[[ INFORMATION SUPPLIED open ]]

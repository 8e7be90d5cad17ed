// Copyright 2025 Jonas Kruckenberg
//
// Licensed under the Apache License, Version 2.0, <LICENSE-APACHE or
// http://apache.org/licenses/LICENSE-2.0> or the MIT license <LICENSE-MIT or
// http://opensource.org/licenses/MIT>, at your option. This file may not be
// copied, modified, or distributed except according to those terms.

use crate::fault::Fault;
use crate::loom::cell::UnsafeCell;
use crate::signal::RawSignal;
use core::fmt;
use core::panic::{RefUnwindSafe, UnwindSafe};
use core::pin::Pin;
use core::task::{Context, Poll, Waker};

/// A single-use, awaitable completion signal carrying a value of type `T`.
///
/// A `Completion` is the building block of asynchronous operations: the task performing the
/// operation awaits it (through [`wait`][Self::wait]), and whatever event drives the operation
/// forward (an interrupt, an I/O completion, another thread) calls [`resume`][Self::resume] with
/// the value or [`fail`][Self::fail] with a [`Fault`].
///
/// Exactly one outcome is delivered, exactly once:
///
/// - A producer may complete the signal before anyone awaits it. The first poll of the await then
///   finishes immediately, without suspending.
/// - If a task is suspended on the signal, it is woken exactly once, after the outcome has been
///   stored.
/// - Resuming or failing a signal twice, or consuming its outcome twice, is a contract violation
///   and panics.
///
/// `Completion<()>` is the value-less variant, use [`complete`][Completion::complete] to resume
/// it.
///
/// # Example
///
/// ```
/// # use kawait::Completion;
/// # futures::executor::block_on(async {
/// let signal = Completion::new();
/// signal.resume(7);
///
/// assert_eq!(signal.wait().await.unwrap(), 7);
/// # });
/// ```
pub struct Completion<T> {
    core: RawSignal,
    value: UnsafeCell<Option<T>>,
}

/// Future returned from [`Completion::wait()`].
///
/// Resolves to the value the signal was resumed with, or to the fault it failed with.
#[derive(Debug)]
#[must_use = "futures do nothing unless `.await`ed or `poll`ed"]
pub struct Wait<'a, T> {
    completion: &'a Completion<T>,
    done: bool,
}

// === impl Completion ===

impl<T> Completion<T> {
    /// Returns a new, not yet ready signal.
    #[cfg(not(loom))]
    pub const fn new() -> Self {
        Self {
            core: RawSignal::new(),
            value: UnsafeCell::new(None),
        }
    }

    /// Returns a new, not yet ready signal.
    #[cfg(loom)]
    pub fn new() -> Self {
        Self {
            core: RawSignal::new(),
            value: UnsafeCell::new(None),
        }
    }

    /// Returns `true` if an outcome has been delivered. This method never suspends.
    #[inline]
    pub fn is_ready(&self) -> bool {
        self.core.is_ready()
    }

    /// The suspend step of the await protocol.
    ///
    /// Returns `false` if the signal is already ready, in which case the outcome may be
    /// [consumed](Self::consume_result) right away. Otherwise `waker` becomes the signal's sole
    /// waiter and `true` is returned: it will be woken once the outcome has been stored.
    ///
    /// # Panics
    ///
    /// Panics if two tasks attempt to register at the same time.
    #[inline]
    #[track_caller]
    pub fn on_suspend(&self, waker: &Waker) -> bool {
        self.core.on_suspend(waker)
    }

    /// Resumes the signal with `value`, waking the waiting task if there is one.
    ///
    /// # Panics
    ///
    /// Panics if the signal was already resumed or failed.
    #[track_caller]
    pub fn resume(&self, value: T) {
        tracing::trace!(signal = ?self.core, "resume");

        self.core.begin_complete();
        // Safety: `begin_complete` made us the only producer and the consumer does not read the
        // value before `mark_ready` publishes it.
        self.value.with_mut(|slot| unsafe { *slot = Some(value) });
        let notify = self.core.mark_ready();
        self.core.wake_waiter(notify);
    }

    /// Fails the signal with `fault`, waking the waiting task if there is one. The fault is
    /// surfaced by [`consume_result`][Self::consume_result] instead of a value.
    ///
    /// # Panics
    ///
    /// Panics if the signal was already resumed or failed.
    #[track_caller]
    pub fn fail(&self, fault: impl Into<Fault>) {
        self.core.fail(fault.into());
    }

    /// Takes the outcome out of a ready signal.
    ///
    /// A captured fault is returned as `Err` so it propagates with `?` the same way an error
    /// raised by the awaiting task itself would. Otherwise the stored value is moved out.
    ///
    /// # Errors
    ///
    /// Returns the [`Fault`] passed to [`fail`][Self::fail].
    ///
    /// # Panics
    ///
    /// Panics if the signal is not ready yet, or if its outcome was already consumed.
    #[track_caller]
    pub fn consume_result(&self) -> Result<T, Fault> {
        self.core.begin_consume();

        // Safety: `begin_consume` gave us exclusive access to the outcome.
        if let Some(fault) = unsafe { self.core.take_fault() } {
            tracing::trace!(signal = ?self.core, ?fault, "consumed fault");
            return Err(fault);
        }

        // Safety: `begin_consume` gave us exclusive access to the outcome, it is only ever taken
        // once.
        let value = self.value.with_mut(|slot| unsafe { (*slot).take() });
        match value {
            Some(value) => Ok(value),
            None => unreachable!("ready completion signal without an outcome"),
        }
    }

    /// Consumes the outcome if the signal is ready, without suspending.
    ///
    /// Returns `None` if the signal is still pending.
    ///
    /// # Panics
    ///
    /// Panics if the outcome was already consumed.
    #[track_caller]
    pub fn try_take(&self) -> Option<Result<T, Fault>> {
        if self.is_ready() {
            Some(self.consume_result())
        } else {
            None
        }
    }

    /// Waits for the signal to be resumed or failed.
    ///
    /// The returned [`Wait`] future follows the await protocol: if the signal is ready on the first
    /// poll it completes without suspending, otherwise it registers the polling task as the
    /// signal's waiter.
    pub fn wait(&self) -> Wait<'_, T> {
        Wait {
            completion: self,
            done: false,
        }
    }

    /// Polls for the outcome, registering the task in `cx` as the waiter if it is not available
    /// yet.
    pub fn poll_wait(&self, cx: &mut Context<'_>) -> Poll<Result<T, Fault>> {
        if self.on_suspend(cx.waker()) {
            return Poll::Pending;
        }

        Poll::Ready(self.consume_result())
    }
}

impl Completion<()> {
    /// Resumes a value-less signal, waking the waiting task if there is one.
    ///
    /// # Panics
    ///
    /// Panics if the signal was already resumed or failed.
    #[track_caller]
    pub fn complete(&self) {
        self.resume(());
    }
}

impl<T> Default for Completion<T> {
    fn default() -> Self {
        Self::new()
    }
}

impl<T> RefUnwindSafe for Completion<T> {}
impl<T> UnwindSafe for Completion<T> {}

// Safety: the value is handed from exactly one producer to exactly one consumer, the state word of
// `RawSignal` orders the two accesses
unsafe impl<T: Send> Send for Completion<T> {}
// Safety: see above
unsafe impl<T: Send> Sync for Completion<T> {}

impl<T> fmt::Debug for Completion<T> {
    fn fmt(&self, f: &mut fmt::Formatter<'_>) -> fmt::Result {
        f.debug_struct("Completion")
            .field("core", &self.core)
            .field("output", &core::any::type_name::<T>())
            .finish_non_exhaustive()
    }
}

// === impl Wait ===

impl<T> Future for Wait<'_, T> {
    type Output = Result<T, Fault>;

    fn poll(mut self: Pin<&mut Self>, cx: &mut Context<'_>) -> Poll<Self::Output> {
        assert!(!self.done, "`Wait` polled after completion");

        let res = self.completion.poll_wait(cx);
        if res.is_ready() {
            self.done = true;
        }
        res
    }
}


#[cfg(all(test, not(loom)))]
mod proptests {
    use super::*;
    use proptest::prelude::*;

    proptest! {
        #[test]
        fn outcome_fidelity(value in any::<u64>(), fail in any::<bool>(), message in "[a-z]{1,16}") {
            let signal = Completion::new();

            if fail {
                signal.fail(Fault::msg(message.clone()));
            } else {
                signal.resume(value);
            }

            match crate::loom::future::block_on(signal.wait()) {
                Ok(got) => {
                    prop_assert!(!fail);
                    prop_assert_eq!(got, value);
                }
                Err(fault) => {
                    prop_assert!(fail);
                    prop_assert_eq!(fault.to_string(), message);
                }
            }
        }
    }
}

[[ INFORMATION SUPPLIED closed ]]

[WHAT IS BEING ASKED] Exactly and only the lines from the line containing "impl<T> Default for" through the final line of the records above must be returned.

[RESULT OF THIS EXERCISE]
impl<T> Default for Completion<T> {
    fn default() -> Self {
        Self::new()
    }
}

impl<T> RefUnwindSafe for Completion<T> {}
impl<T> UnwindSafe for Completion<T> {}

// Safety: the value is handed from exactly one producer to exactly one consumer, the state word of
// `RawSignal` orders the two accesses
unsafe impl<T: Send> Send for Completion<T> {}
// Safety: see above
unsafe impl<T: Send> Sync for Completion<T> {}

impl<T> fmt::Debug for Completion<T> {
    fn fmt(&self, f: &mut fmt::Formatter<'_>) -> fmt::Result {
        f.debug_struct("Completion")
            .field("core", &self.core)
            .field("output", &core::any::type_name::<T>())
            .finish_non_exhaustive()
    }
}

// === impl Wait ===

impl<T> Future for Wait<'_, T> {
    type Output = Result<T, Fault>;

    fn poll(mut self: Pin<&mut Self>, cx: &mut Context<'_>) -> Poll<Self::Output> {
        assert!(!self.done, "`Wait` polled after completion");

        let res = self.completion.poll_wait(cx);
        if res.is_ready() {
            self.done = true;
        }
        res
    }
}


#[cfg(all(test, not(loom)))]
mod proptests {
    use super::*;
    use proptest::prelude::*;

    proptest! {
        #[test]
        fn outcome_fidelity(value in any::<u64>(), fail in any::<bool>(), message in "[a-z]{1,16}") {
            let signal = Completion::new();

            if fail {
                signal.fail(Fault::msg(message.clone()));
            } else {
                signal.resume(value);
            }

            match crate::loom::future::block_on(signal.wait()) {
                Ok(got) => {
                    prop_assert!(!fail);
                    prop_assert_eq!(got, value);
                }
                Err(fault) => {
                    prop_assert!(fail);
                    prop_assert_eq!(fault.to_string(), message);
                }
            }
        }
    }
}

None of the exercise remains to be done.